● Exercise description: Take each line below that has "Value" and copy it.

● Raw data:
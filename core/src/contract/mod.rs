#![deny(missing_docs)]

//! # Contract
//!
//! Loading of an OpenAPI 3.x document into the immutable model the validators
//! share: the operation table, the named schemas, the base path and the JSON
//! Schema dialect the document's schemas are written in.

use crate::error::{AppError, AppResult};
use indexmap::IndexMap;
use serde_json::Value;
use std::sync::Arc;

pub mod models;
pub mod operations;
pub(crate) mod refs;
pub(crate) mod servers;
pub mod shims;

pub use models::{
    HeaderDefinition, OperationDefinition, ParamSource, ParamStyle, ParameterDefinition,
    RequestBodyDefinition, ResponseDefinition, SecurityRequirement, SecuritySchemeKind,
    SecuritySchemeRef,
};
pub use operations::OperationTable;

/// JSON Schema dialect used to execute contract schemas.
#[derive(Debug, Clone, Copy, PartialEq, Eq, Hash)]
pub enum SchemaDraft {
    /// OpenAPI 3.0 schemas (a Draft 4 superset).
    Draft4,
    /// OpenAPI 3.1+ schemas.
    Draft202012,
}

impl SchemaDraft {
    /// The `$schema` URI of the dialect.
    pub fn uri(&self) -> &'static str {
        match self {
            SchemaDraft::Draft4 => "http://json-schema.org/draft-04/schema#",
            SchemaDraft::Draft202012 => "https://json-schema.org/draft/2020-12/schema",
        }
    }

    fn for_version(version: &str) -> Self {
        if version.starts_with("3.0") {
            SchemaDraft::Draft4
        } else {
            SchemaDraft::Draft202012
        }
    }
}

/// A parsed, fully resolved contract. Cheap to clone.
#[derive(Debug, Clone)]
pub struct Contract {
    version: String,
    draft: SchemaDraft,
    base_path: String,
    operations: Arc<OperationTable>,
    schemas: Arc<IndexMap<String, Value>>,
}

impl Contract {
    /// Parses a YAML document.
    pub fn from_yaml(yaml_content: &str) -> AppResult<Self> {
        let doc: shims::ShimOpenApi = serde_yaml::from_str(yaml_content)
            .map_err(|e| AppError::Contract(format!("Failed to parse contract: {}", e)))?;
        Self::from_shim(doc)
    }

    /// Parses a JSON document.
    ///
    /// JSON is read through the YAML parser, which accepts every JSON document.
    pub fn from_json(json_content: &str) -> AppResult<Self> {
        Self::from_yaml(json_content)
    }

    fn from_shim(doc: shims::ShimOpenApi) -> AppResult<Self> {
        let version = match (&doc.openapi, &doc.swagger) {
            (Some(v), _) if v.starts_with("3.") => v.clone(),
            (Some(v), _) => {
                return Err(AppError::Contract(format!(
                    "Unsupported OpenAPI version '{}' (expected 3.x)",
                    v
                )))
            }
            (None, Some(v)) => {
                return Err(AppError::Contract(format!(
                    "Swagger {} documents are not supported; convert to OpenAPI 3.x first",
                    v
                )))
            }
            (None, None) => {
                return Err(AppError::Contract(
                    "Document has no 'openapi' version field".into(),
                ))
            }
        };

        let operations = OperationTable::build(&doc)?;
        let schemas = doc
            .components
            .as_ref()
            .map(|c| c.schemas.clone())
            .unwrap_or_default();

        Ok(Self {
            draft: SchemaDraft::for_version(&version),
            base_path: servers::base_path(&doc.servers),
            version,
            operations: Arc::new(operations),
            schemas: Arc::new(schemas),
        })
    }

    /// The declared `openapi` version.
    pub fn version(&self) -> &str {
        &self.version
    }

    /// The schema dialect derived from the version.
    pub fn draft(&self) -> SchemaDraft {
        self.draft
    }

    /// Base path derived from the first server (`/` when none).
    pub fn base_path(&self) -> &str {
        &self.base_path
    }

    /// The operation table.
    pub fn operations(&self) -> &Arc<OperationTable> {
        &self.operations
    }

    /// `components.schemas`, by name.
    pub fn schemas(&self) -> &Arc<IndexMap<String, Value>> {
        &self.schemas
    }
}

● Output of the exercise:
use serde_json::Value;
    schemas: Arc<IndexMap<String, Value>>,
    pub fn schemas(&self) -> &Arc<IndexMap<String, Value>> {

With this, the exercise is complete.